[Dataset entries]
= Beginning of Section =
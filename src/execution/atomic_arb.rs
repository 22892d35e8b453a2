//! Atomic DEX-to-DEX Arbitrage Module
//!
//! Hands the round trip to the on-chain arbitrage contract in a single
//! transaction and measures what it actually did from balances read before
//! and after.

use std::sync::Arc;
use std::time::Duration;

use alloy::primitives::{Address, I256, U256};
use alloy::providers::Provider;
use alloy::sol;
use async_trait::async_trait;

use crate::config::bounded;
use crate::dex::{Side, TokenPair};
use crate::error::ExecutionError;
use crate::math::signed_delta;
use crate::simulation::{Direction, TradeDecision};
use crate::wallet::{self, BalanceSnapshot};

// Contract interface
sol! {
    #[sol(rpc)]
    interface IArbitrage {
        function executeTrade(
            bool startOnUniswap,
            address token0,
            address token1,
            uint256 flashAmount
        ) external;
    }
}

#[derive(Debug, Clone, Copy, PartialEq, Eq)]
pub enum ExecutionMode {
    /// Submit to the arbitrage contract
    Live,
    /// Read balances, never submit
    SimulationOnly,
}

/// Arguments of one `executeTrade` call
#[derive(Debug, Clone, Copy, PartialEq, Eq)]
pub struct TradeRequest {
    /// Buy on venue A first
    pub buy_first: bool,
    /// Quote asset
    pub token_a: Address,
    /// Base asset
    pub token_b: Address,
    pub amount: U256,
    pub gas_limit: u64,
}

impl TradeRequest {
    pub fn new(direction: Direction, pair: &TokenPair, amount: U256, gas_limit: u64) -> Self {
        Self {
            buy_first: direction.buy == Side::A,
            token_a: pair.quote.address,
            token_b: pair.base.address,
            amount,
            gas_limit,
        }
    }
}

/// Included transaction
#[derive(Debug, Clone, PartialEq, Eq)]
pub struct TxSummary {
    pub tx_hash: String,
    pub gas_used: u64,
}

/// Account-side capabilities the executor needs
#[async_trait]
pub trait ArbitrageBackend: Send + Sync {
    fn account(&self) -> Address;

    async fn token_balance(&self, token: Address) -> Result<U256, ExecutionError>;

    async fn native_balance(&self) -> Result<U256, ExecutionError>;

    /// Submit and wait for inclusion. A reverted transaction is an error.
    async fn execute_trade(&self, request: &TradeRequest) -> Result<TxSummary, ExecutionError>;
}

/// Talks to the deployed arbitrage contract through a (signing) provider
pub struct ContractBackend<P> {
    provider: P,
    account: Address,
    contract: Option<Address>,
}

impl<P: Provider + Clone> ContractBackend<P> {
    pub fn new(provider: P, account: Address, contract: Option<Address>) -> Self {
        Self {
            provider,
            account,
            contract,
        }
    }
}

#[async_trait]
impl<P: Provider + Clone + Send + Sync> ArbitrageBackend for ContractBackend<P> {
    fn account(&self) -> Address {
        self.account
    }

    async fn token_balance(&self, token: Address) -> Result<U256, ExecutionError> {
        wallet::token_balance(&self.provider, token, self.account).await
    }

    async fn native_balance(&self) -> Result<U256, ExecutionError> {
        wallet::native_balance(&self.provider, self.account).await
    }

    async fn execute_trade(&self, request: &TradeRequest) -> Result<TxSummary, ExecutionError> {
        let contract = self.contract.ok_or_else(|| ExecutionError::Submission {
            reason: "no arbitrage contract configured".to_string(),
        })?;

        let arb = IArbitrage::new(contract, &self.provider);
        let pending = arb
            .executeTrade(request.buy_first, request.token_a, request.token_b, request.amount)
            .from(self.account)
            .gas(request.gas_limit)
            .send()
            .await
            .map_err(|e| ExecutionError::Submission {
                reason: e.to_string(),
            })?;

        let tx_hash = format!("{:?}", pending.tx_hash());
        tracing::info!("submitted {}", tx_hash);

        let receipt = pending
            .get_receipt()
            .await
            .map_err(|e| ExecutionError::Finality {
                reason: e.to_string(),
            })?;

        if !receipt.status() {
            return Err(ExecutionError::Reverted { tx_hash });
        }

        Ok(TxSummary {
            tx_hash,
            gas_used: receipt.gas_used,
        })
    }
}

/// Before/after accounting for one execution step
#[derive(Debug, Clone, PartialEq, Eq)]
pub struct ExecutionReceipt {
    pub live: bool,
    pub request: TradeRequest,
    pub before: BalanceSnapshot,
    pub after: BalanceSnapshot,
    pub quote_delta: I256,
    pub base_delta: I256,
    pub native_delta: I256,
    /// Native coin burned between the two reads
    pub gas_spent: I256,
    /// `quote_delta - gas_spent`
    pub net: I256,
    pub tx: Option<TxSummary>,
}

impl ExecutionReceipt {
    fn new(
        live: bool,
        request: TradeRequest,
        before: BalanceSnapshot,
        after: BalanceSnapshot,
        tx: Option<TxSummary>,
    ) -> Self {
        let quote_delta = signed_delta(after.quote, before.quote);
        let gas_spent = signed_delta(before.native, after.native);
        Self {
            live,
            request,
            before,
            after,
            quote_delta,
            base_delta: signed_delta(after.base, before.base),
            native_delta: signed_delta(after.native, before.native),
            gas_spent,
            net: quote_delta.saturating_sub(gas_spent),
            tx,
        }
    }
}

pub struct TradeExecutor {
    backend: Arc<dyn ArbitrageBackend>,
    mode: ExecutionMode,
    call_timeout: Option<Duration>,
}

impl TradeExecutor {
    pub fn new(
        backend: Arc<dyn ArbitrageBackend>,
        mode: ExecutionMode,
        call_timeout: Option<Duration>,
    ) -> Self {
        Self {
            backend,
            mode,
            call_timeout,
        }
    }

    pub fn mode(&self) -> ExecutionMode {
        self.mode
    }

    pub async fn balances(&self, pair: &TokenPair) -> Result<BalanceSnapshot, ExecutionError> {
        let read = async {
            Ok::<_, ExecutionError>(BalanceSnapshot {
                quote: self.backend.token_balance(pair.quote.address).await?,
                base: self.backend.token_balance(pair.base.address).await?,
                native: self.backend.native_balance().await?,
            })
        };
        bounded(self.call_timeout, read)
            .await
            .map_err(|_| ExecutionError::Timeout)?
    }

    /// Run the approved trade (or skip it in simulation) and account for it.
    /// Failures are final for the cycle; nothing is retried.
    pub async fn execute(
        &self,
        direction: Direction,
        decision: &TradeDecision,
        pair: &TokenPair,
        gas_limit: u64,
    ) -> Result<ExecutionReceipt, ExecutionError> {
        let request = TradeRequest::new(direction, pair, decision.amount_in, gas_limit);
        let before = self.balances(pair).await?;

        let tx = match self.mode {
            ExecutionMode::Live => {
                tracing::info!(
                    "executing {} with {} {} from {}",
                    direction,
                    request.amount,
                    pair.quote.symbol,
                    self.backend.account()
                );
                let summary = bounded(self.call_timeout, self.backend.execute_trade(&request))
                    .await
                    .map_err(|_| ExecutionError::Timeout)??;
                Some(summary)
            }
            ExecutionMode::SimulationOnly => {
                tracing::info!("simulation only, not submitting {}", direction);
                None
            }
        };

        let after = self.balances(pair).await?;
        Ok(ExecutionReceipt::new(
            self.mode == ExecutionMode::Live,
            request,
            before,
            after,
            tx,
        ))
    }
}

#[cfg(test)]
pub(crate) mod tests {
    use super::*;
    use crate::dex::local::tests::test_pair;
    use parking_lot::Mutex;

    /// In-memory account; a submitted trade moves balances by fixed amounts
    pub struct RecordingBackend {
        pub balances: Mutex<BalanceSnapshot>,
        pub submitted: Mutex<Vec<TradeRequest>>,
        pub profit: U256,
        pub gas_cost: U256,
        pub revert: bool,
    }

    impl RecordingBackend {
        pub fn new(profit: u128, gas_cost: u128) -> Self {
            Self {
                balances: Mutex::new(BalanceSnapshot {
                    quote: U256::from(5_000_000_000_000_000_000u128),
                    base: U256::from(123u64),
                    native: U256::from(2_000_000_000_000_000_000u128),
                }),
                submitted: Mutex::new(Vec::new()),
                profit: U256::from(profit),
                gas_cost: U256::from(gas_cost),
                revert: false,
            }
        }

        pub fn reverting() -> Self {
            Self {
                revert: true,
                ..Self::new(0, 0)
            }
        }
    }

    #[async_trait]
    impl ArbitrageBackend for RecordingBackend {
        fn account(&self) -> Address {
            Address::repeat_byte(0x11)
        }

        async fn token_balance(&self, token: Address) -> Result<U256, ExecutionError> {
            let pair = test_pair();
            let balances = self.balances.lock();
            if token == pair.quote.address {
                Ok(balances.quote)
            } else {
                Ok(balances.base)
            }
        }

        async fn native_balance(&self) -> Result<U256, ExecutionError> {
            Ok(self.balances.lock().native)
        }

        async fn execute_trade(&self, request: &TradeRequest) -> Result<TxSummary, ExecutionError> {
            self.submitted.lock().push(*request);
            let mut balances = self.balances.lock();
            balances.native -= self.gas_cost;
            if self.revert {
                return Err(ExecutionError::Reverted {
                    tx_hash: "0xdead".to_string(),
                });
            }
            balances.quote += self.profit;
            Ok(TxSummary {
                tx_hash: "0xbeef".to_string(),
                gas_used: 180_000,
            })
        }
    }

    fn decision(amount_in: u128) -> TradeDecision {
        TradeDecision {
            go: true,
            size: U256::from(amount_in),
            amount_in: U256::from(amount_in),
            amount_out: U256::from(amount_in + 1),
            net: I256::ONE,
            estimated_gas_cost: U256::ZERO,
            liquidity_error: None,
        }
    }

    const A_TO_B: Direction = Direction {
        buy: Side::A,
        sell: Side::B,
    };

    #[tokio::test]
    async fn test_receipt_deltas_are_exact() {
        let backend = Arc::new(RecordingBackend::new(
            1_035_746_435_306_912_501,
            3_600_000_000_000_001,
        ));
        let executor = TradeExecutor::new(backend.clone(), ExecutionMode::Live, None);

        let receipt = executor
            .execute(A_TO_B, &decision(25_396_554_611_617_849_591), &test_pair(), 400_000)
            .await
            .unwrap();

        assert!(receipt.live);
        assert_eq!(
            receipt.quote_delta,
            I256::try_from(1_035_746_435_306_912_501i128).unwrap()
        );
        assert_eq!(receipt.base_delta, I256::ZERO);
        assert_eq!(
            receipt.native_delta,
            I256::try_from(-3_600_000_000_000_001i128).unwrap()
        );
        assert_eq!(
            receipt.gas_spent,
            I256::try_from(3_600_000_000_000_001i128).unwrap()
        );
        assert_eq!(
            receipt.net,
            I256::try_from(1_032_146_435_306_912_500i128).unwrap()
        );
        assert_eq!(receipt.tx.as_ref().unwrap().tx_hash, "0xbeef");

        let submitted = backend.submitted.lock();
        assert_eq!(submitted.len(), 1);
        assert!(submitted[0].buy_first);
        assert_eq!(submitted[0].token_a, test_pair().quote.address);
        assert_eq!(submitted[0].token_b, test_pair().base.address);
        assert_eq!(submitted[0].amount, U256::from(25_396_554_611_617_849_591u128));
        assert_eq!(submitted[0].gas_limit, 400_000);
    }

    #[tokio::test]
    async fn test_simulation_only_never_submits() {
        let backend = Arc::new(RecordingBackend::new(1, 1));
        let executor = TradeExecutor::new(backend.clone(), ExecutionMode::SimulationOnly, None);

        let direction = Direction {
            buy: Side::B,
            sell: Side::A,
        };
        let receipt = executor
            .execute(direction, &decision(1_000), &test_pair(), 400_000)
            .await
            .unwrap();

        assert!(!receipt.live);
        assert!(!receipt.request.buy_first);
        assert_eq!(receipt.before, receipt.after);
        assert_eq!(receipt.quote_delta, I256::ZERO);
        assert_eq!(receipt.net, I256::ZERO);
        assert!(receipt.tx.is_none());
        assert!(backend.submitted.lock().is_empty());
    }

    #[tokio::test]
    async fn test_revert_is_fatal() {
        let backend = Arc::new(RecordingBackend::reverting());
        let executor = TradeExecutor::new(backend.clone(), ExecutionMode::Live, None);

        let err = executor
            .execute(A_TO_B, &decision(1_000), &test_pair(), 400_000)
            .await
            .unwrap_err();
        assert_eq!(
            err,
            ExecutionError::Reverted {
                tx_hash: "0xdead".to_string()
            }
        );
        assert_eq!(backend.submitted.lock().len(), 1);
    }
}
= End of Section =
(Problem statement) Please give the number of lines in the entries above that hold "Mutex", with no other words.

(Solution) 5